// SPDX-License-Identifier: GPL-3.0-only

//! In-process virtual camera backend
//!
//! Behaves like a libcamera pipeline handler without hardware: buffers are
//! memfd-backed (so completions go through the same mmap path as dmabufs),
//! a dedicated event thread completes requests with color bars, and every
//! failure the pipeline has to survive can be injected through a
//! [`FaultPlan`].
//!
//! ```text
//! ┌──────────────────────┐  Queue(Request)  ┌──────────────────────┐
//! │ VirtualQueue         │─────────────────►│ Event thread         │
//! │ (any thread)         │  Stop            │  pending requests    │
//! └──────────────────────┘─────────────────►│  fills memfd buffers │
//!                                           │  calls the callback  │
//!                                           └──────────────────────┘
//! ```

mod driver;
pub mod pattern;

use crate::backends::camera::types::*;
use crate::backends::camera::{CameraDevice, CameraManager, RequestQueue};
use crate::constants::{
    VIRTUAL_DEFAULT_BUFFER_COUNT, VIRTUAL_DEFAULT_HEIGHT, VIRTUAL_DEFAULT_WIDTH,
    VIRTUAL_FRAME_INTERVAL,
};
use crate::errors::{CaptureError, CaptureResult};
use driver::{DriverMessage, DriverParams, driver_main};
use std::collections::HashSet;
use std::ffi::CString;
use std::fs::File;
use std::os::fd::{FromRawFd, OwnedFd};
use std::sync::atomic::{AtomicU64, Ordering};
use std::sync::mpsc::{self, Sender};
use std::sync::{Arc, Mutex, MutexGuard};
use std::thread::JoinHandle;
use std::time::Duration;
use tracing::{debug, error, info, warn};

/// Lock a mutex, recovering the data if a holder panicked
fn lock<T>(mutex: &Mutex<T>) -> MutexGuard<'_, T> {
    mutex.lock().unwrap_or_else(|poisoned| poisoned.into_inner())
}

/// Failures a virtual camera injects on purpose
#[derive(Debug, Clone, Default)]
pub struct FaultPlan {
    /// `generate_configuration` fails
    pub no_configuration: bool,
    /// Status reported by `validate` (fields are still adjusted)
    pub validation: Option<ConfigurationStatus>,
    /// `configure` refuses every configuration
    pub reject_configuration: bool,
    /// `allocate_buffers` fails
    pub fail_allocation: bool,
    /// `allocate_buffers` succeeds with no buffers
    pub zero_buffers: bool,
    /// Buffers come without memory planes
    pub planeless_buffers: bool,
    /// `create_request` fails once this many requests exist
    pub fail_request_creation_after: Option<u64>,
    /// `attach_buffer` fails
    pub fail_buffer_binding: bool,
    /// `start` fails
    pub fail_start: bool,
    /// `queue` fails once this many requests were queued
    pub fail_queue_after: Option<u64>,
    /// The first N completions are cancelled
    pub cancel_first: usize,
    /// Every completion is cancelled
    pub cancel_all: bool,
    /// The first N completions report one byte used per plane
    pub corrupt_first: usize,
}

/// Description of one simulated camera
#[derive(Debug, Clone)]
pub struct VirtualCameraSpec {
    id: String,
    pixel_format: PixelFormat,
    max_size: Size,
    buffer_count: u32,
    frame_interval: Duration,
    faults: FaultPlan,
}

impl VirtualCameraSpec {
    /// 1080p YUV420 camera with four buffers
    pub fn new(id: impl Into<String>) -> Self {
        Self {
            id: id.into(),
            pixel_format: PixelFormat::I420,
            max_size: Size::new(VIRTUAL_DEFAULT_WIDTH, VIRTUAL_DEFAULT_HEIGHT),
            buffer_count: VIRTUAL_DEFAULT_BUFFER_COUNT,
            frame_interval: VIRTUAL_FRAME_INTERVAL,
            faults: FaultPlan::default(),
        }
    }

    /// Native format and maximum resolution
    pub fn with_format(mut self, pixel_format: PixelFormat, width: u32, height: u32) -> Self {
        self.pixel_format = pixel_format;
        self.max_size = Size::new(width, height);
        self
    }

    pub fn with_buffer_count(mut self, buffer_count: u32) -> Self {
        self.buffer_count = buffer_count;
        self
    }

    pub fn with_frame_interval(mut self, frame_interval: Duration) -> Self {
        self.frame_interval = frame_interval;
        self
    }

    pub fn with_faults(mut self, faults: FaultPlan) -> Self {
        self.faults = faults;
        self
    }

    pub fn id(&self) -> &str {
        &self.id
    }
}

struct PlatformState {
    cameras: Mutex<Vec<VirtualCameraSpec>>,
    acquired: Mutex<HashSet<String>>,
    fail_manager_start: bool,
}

+ + + + + + +

■ **About this task**
If a line of the material contains the word "fails", pick it out and copy it.

■ **Exercise solution**
    /// `generate_configuration` fails
    /// `allocate_buffers` fails
    /// `create_request` fails once this many requests exist
    /// `attach_buffer` fails
    /// `start` fails
    /// `queue` fails once this many requests were queued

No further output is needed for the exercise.